I'll post a pic of my setup once I get it the way I want it.

I'm glad that it works for you and it really is a simple and inexpensive design.

Steve


----------



## imacman

Steve,

you're going to fill the bin in the garage, and then carry it upstairs?  That's 200 lbs......

My copper boiler holds about 2 1/2 bags, but I don't even want to carry _that_ up the stairs (my back is hurting just thinking about it...LOL).  Even though I made the pellet cleaner so I can put the boiler under it, I think I'll just do the 5 gal pail deal every couple of days.


----------



## orangecrushcj7

What are all of you guys using for a hopper/funnel?  I bought all of my componants, and assembled the whole thing, but can't find anything suitable for the hopper/funnel.  I am itching to try it out.  I would like to use this drum funnel I found at northern tool, but I can't bring myself to pay $10 + $9 shipping.  That would cost more than the rest of the set-up! If a store carried it locally I might consider paying $10.
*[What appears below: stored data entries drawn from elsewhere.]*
//! Resolve the entry ids typed on the command line
//!
//! Users rarely type a full UUID. Any unambiguous prefix of the id, or a
//! suffix such as the short form printed by `list`, picks an entry.

use std::collections::BTreeSet;

use thiserror::Error;

use inkwell_core::DiaryId;

/// Minimum characters a partial id must have
pub const MIN_QUERY_LEN: usize = 4;

#[derive(Debug, Error, PartialEq, Eq)]
pub enum ResolveError {
    #[error("no entry matches '{0}'")]
    NotFound(String),

    #[error("'{query}' matches {count} entries, type more characters")]
    Ambiguous { query: String, count: usize },

    #[error("'{0}' is too short, type at least {min} characters", min = MIN_QUERY_LEN)]
    TooShort(String),
}

/// Pick the single candidate matching `query`
pub fn resolve_diary_id(
    query: &str,
    candidates: impl IntoIterator<Item = DiaryId>,
) -> Result<DiaryId, ResolveError> {
    let candidates: BTreeSet<DiaryId> = candidates.into_iter().collect();

    if let Ok(id) = query.parse::<DiaryId>() {
        return if candidates.contains(&id) {
            Ok(id)
        } else {
            Err(ResolveError::NotFound(query.to_string()))
        };
    }

    let needle: String = query
        .trim()
        .chars()
        .filter(|c| *c != '-')
        .collect::<String>()
        .to_ascii_lowercase();
    if needle.len() < MIN_QUERY_LEN {
        return Err(ResolveError::TooShort(query.to_string()));
    }

    let matches: Vec<DiaryId> = candidates
        .into_iter()
        .filter(|id| {
            let simple = id.to_string().replace('-', "");
            simple.starts_with(&needle) || simple.ends_with(&needle)
        })
        .collect();

    match matches.as_slice() {
        [id] => Ok(*id),
        [] => Err(ResolveError::NotFound(query.to_string())),
        _ => Err(ResolveError::Ambiguous {
            query: query.to_string(),
            count: matches.len(),
        }),
    }
}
I fear that if I just hot glued on a bowl with a hole cut in it would break off easily.


----------



## imacman

I bought a plastic bowl and a plastic funnel at Walmart for about $3, cut and hot glued them together....works like a charm.


----------



## Shortstuff

No...  the plastic Rubbermaid bin is _upstairs_ about 12 feet from my stove.  I'll carry each bag upstairs then pour them through my pellet vac directly into the bin.

My hopper was nothing more than a plastic shade for a pole light.  The shade sat on the light fixture exactly as it sits on my 2" pipe in my diagram because the light shined to the ceiling.  You might be able to find some sort of plastic shade like that somewhere.

Steve


----------



## imacman

Shortstuff said:
			
		

> No...  the plastic Rubbermaid bin is _upstairs_ about 12 feet from my stove.  I'll carry each bag upstairs then pour them through my pellet vac directly into the bin.



Oooooooooh.....IC.  I didn't realize you were going to bring the cleaner & vacuum upstairs.  I'm leaving mine in the basement.


----------



## swimman

orangecrushcj7 said:
			
		

> What are all of you guys using for a hopper/funnel?  I bought all of my componants, and assembled the whole thing, but can't find anything suitable for the hopper/funnel.  I am itching to try it out.  I would like to use this drum funnel I found at northern tool, but I can't bring myself to pay $10 + $9 shipping.  That would cost more than the rest of the set-up! If a store carried it locally I might consider paying $10.
> 
> I fear that if I just hot glued on a bowl with a hole cut in it would break off easily.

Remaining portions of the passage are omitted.